Vinos Naturales

Ya estamos aquí con uno de los términos más ambiguos y difíciles de definir en el mundo del vino. ¡Agárrense que vienen curvas!
¿Qué es un vino natural? Si somos estrictos, es casi imposible que exista un vino natural, ya que desde un principio el proceso de convertir la uva en vino viene condicionado por la mano del ser humano; con lo que el término que se utiliza para etiquetar a este tipo de vinos da lugar a un largo debate. Por otro lado, lo que sí es cierto, es que existen diferentes y diversas técnicas de vinificación que permiten que los viticultores actúen de la manera más natural posible. En ese sentido, lo que prima a la hora de elaborar este tipo de vinos es la filosofía que hay detrás del viñador.
El respeto al medio y a la artesanía son determinantes en el concepto de “vino natural”. Para ello, se vuelven a usar métodos tradicionales de vinificación, como no usar ningún tipo de producto ni abonos de síntesis en el cultivo y no utilizar productos enológicos en la elaboración. De hecho, el movimiento surgió de la necesidad de recuperar los suelos y la biodiversidad en el viñedo, ya que tras años de una larga industrialización, los campos empezaban a deteriorarse y perder calidad.
La zona donde empezó esa pequeña revolución fue el Beaujolais, muy influenciada por la industrialización del viñedo y de la enología moderna. Allí, Jules Chauvet (1907-1989), estudioso de química y biología y un gran catador, comenzó a elaborar vinos sin ningún tipo de productos de síntesis. Sus estudios, desde muy joven, en la universidad de Lyon, se basaron en analizar los diferentes tipos de levaduras y cómo se comportaban estas en el vino.
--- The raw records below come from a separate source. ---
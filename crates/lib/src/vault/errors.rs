//! Error types for the credential vault.

use thiserror::Error;

use super::VaultState;

/// Errors raised by the vault.
///
/// Unlike storage failures these always reach the caller: continuing with a
/// wrong or partial credential bundle is never acceptable.
#[non_exhaustive]
#[derive(Debug, Error)]
pub enum VaultError {
    /// Authenticated decryption failed.
    ///
    /// A wrong passphrase, a corrupted bundle and a tampered bundle all look
    /// the same, so they share one message.
    #[error("incorrect passphrase or corrupted data")]
    DecryptionFailed,

    /// Encryption could not be performed.
    #[error("Encryption failed: {reason}")]
    EncryptionFailed {
        /// Description of the failure
        reason: String,
    },

    /// The key derivation parameters were rejected.
    #[error("Key derivation failed: {reason}")]
    KeyDerivation {
        /// Description of the failure
        reason: String,
    },

    /// The passphrase was empty.
    #[error("Passphrase must not be empty")]
    EmptyPassphrase,

    /// The operation is not valid in the current vault state.
    #[error("Cannot {operation} while the vault is {state}")]
    InvalidState {
        /// The attempted operation
        operation: &'static str,
        /// The state the vault was in
        state: VaultState,
    },

    /// The blocking crypto task did not complete.
    #[error("Crypto task failed: {reason}")]
    Task {
        /// Description of the failure
        reason: String,
    },
}

impl VaultError {
    /// Check if this is the generic decryption failure.
    pub fn is_decryption_failed(&self) -> bool {
        matches!(self, VaultError::DecryptionFailed)
    }

    /// Check if the input was rejected before any work was done.
    pub fn is_validation_error(&self) -> bool {
        matches!(
            self,
            VaultError::EmptyPassphrase | VaultError::InvalidState { .. }
        )
    }
}

impl From<VaultError> for crate::Error {
    fn from(err: VaultError) -> Self {
        crate::Error::Vault(err)
    }
}
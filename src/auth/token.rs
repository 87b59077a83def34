use log::{debug, warn};
use reqwest::Method;
use reqwest::header::{AUTHORIZATION, HeaderMap, HeaderValue};
use serde::{Deserialize, Serialize};
use std::sync::atomic::{AtomicU64, Ordering};
use std::time::Duration;
use tokio::sync::Mutex;
use tokio::time::Instant;

use super::mask_secret;
use crate::clock::cancellable;
use crate::config::PerformanceCredentials;
use crate::error::{ApiError, ApiResult};
use crate::http::{ApiRequest, HttpClient, Outcome};

/// Token issuance endpoint of the Performance API.
pub const TOKEN_PATH: &str = "/api/client/token";

/// Tokens are renewed this long before their literal expiry.
pub const TOKEN_SAFETY_MARGIN: Duration = Duration::from_secs(60);

/// Lifetime assumed when the server omits `expires_in`.
const DEFAULT_TOKEN_LIFETIME_SECS: u64 = 1800;

#[derive(Serialize)]
struct TokenRequest<'a> {
    client_id: &'a str,
    client_secret: &'a str,
    grant_type: &'static str,
}

#[derive(Deserialize)]
struct TokenResponse {
    access_token: String,
    expires_in: Option<u64>,
}

/// An issued access token.
#[derive(Clone)]
pub struct BearerToken {
    pub access_token: String,
    /// Renewal deadline; already includes the safety margin.
    pub expires_at: Instant,
}

impl BearerToken {
    /// Whether the token can still be sent at `now`.
    pub fn is_fresh(&self, now: Instant) -> bool {
        now < self.expires_at
    }
}

impl std::fmt::Debug for BearerToken {
    fn fmt(&self, f: &mut std::fmt::Formatter<'_>) -> std::fmt::Result {
        f.debug_struct("BearerToken")
            .field("access_token", &mask_secret(&self.access_token))
            .field("expires_at", &self.expires_at)
            .finish()
    }
}

/// Cached token plus the outcome of the last failed renewal.
#[derive(Default)]
struct TokenState {
    token: Option<BearerToken>,
    failure: Option<(Option<u16>, String)>,
}

/// OAuth client-credentials token source with proactive, single-flight renewal.
///
/// The cached state lives behind an async mutex held across the exchange, so
/// callers arriving during a renewal wait for it and share its outcome,
/// whether a token or an auth failure.
pub struct BearerTokenProvider {
    credentials: PerformanceCredentials,
    token_path: String,
    safety_margin: Duration,
    state: Mutex<TokenState>,
    exchanges: AtomicU64,
    renewals: AtomicU64,
}

impl BearerTokenProvider {
    pub fn new(credentials: PerformanceCredentials) -> Self {
        Self {
            credentials,
            token_path: TOKEN_PATH.to_string(),
            safety_margin: TOKEN_SAFETY_MARGIN,
            state: Mutex::new(TokenState::default()),
            exchanges: AtomicU64::new(0),
            renewals: AtomicU64::new(0),
        }
    }

    /// Renews tokens this long before they expire.
    pub fn with_safety_margin(mut self, margin: Duration) -> Self {
        self.safety_margin = margin;
        self
    }

    /// Uses a different token issuance endpoint.
    pub fn with_token_path(mut self, path: impl Into<String>) -> Self {
        self.token_path = path.into();
        self
    }

    /// Number of token exchanges performed so far.
    pub fn exchanges(&self) -> u64 {
        self.exchanges.load(Ordering::SeqCst)
    }

    pub(crate) async fn headers(&self, http: &HttpClient) -> ApiResult<HeaderMap> {
        let token = self.access_token(http).await?;
        let mut value = HeaderValue::from_str(&format!("Bearer {}", token))
            .map_err(|e| ApiError::invalid_response(format!("Access token is not a valid header: {}", e)))?;
        value.set_sensitive(true);

        let mut headers = HeaderMap::new();
        headers.insert(AUTHORIZATION, value);
        Ok(headers)
    }

    /// Returns a fresh access token, renewing it first if needed.
    ///
    /// A caller that queued behind a renewal gets that renewal's outcome; it
    /// never starts a second exchange for the same expiry.
    #[tracing::instrument(skip(self, http))]
    pub async fn access_token(&self, http: &HttpClient) -> ApiResult<String> {
        let seen = self.renewals.load(Ordering::SeqCst);
        let mut state = cancellable(http.cancellation(), self.state.lock()).await?;

        if let Some(token) = state.token.as_ref()
            && token.is_fresh(http.clock().now())
        {
            return Ok(token.access_token.clone());
        }
        if self.renewals.load(Ordering::SeqCst) != seen
            && let Some((status, message)) = state.failure.as_ref()
        {
            debug!("Token renewal failed while waiting, sharing its outcome");
            return Err(ApiError::Auth {
                status: *status,
                message: message.clone(),
            });
        }

        let result = self.exchange(http).await;
        self.renewals.fetch_add(1, Ordering::SeqCst);
        match result {
            Ok(token) => {
                let access_token = token.access_token.clone();
                state.token = Some(token);
                state.failure = None;
                Ok(access_token)
            }
            Err(ApiError::Auth { status, message }) => {
                state.failure = Some((status, message.clone()));
                Err(ApiError::Auth { status, message })
            }
            Err(e) => {
                state.failure = None;
                Err(e)
            }
        }
    }

    /// Drops the cached token so the next call performs a new exchange.
    pub async fn invalidate(&self) {
        let mut state = self.state.lock().await;
        state.token = None;
        state.failure = None;
    }

    async fn exchange(&self, http: &HttpClient) -> ApiResult<BearerToken> {
        debug!("Requesting access token from {}...", self.token_path);
        self.exchanges.fetch_add(1, Ordering::SeqCst);

        let body = serde_json::to_value(TokenRequest {
            client_id: &self.credentials.client_id,
            client_secret: &self.credentials.client_secret,
            grant_type: "client_credentials",
        })
        .map_err(|e| ApiError::config(format!("Failed to encode token request: {}", e)))?;
        let request = ApiRequest::new(Method::POST, &self.token_path).with_json(body);

        // Token failures are terminal: a single attempt, any failure is an auth error.
        let response = match http.send_once(&request, &HeaderMap::new(), 0).await {
            Outcome::Success(response) => response,
            Outcome::Retryable(cause) => {
                warn!("Token request failed: {}", cause);
                return Err(ApiError::Auth {
                    status: cause.status(),
                    message: format!("Failed to obtain access token: {}", cause),
                });
            }
            Outcome::Terminal(ApiError::Cancelled) => return Err(ApiError::Cancelled),
            Outcome::Terminal(e) => {
                warn!("Token request failed: {}", e);
                return Err(ApiError::Auth {
                    status: e.status(),
                    message: format!("Failed to obtain access token: {}", e),
                });
            }
        };

        let parsed: TokenResponse = response.json().map_err(|e| ApiError::Auth {
            status: Some(response.status.as_u16()),
            message: format!("Malformed token response: {}", e),
        })?;

        let lifetime =
            Duration::from_secs(parsed.expires_in.unwrap_or(DEFAULT_TOKEN_LIFETIME_SECS));
        let expires_at = http.clock().now() + lifetime.saturating_sub(self.safety_margin);

        debug!(
            "Obtained access token {} valid for {}s",
            mask_secret(&parsed.access_token),
            lifetime.as_secs()
        );

        Ok(BearerToken {
            access_token: parsed.access_token,
            expires_at,
        })
    }
}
Los resultados que obtuvo establecieron una relación directa entre el cultivo orgánico, el suelo vivo y la alta variedad de levaduras indígenas y el amplio espectro de aromas que podía transportar al vino, es decir, el terruño real de la zona. También descubrió que al introducir Sulfuroso (menudo palabro que acabo de mentar) en bodega antes de la fermentación, las levaduras indígenas morían, con lo que el vino perdía tipicidad. También analizó diferentes tipos de fermentaciones como la maceración carbónica y la fermentación maloláctica. Chauvet incorporó este conocimiento a la elaboración del vino familiar, produciendo de nuevo vino natural.
A partir de dichas investigaciones, varias personas comenzaron a interesarse sobre su manera de cultivar y vinificar. Uno de ellos, su propio vecino, Marcel Lapierre, que tras varias vendimias realizadas según sus estudios de enología, en 1980, se unió al movimiento y fue un fiel aprendiz de las enseñanzas del maestro Chauvet. A estos también se unió Pierre Overnoy, quien dio un paso más allá en 1984 y empezó a vinificar sin añadir ningún tipo de producto enológico. En otras regiones como Ródano, Loire y Languedoc cada vez más elaboradores se unieron a esta larga lista. Hasta a día de hoy, donde, en Francia, existen infinidad de ferias, bistrot de vinos y personas fieles a este tipo de vinos.
En España este movimiento tiene cada vez más adeptos, aunque, a días de hoy, sigue siendo un tendencia joven. Comenzó sobre el año 2007, cuando varios productores, inspirados en sus vecinos franceses, adoptaron esta manera de elaborar. Laureano Serres, en la Terra Alta, Joan Ramón Escoda, en la Conca de Barbera y Manuel Valenzuela (Barranco Oscuro), en las alpujarras granadinas, emprendieron la andadura por el desierto, defendiendo lo vinos naturales ante el sector vitivinícola tradicional.
Cada vez más elaboradores españoles están dando el salto a elaborar de manera natural. Se cultiva el viñedo mediante técnicas ecológicas y se controlan mejor los procesos para la elaboración sin aditivos. Estamos en pleno proceso de aprendizaje, no es una ciencia infusa sino que requiere de años atención, de análisis y de intuición. De escuchar y de plasmar.
Atravesamos, pues, una época interesante y bonita en el mundo del vino. Este movimiento ha hecho tambalear los cimientos de la agricultura y enología moderna, recuperando y revalorizando antiguas costumbres, combinándolas con nuevos conocimientos y metodologías. Otros colores, otros aromas y otros sabores se pueden ver y sentir en los vinos naturales.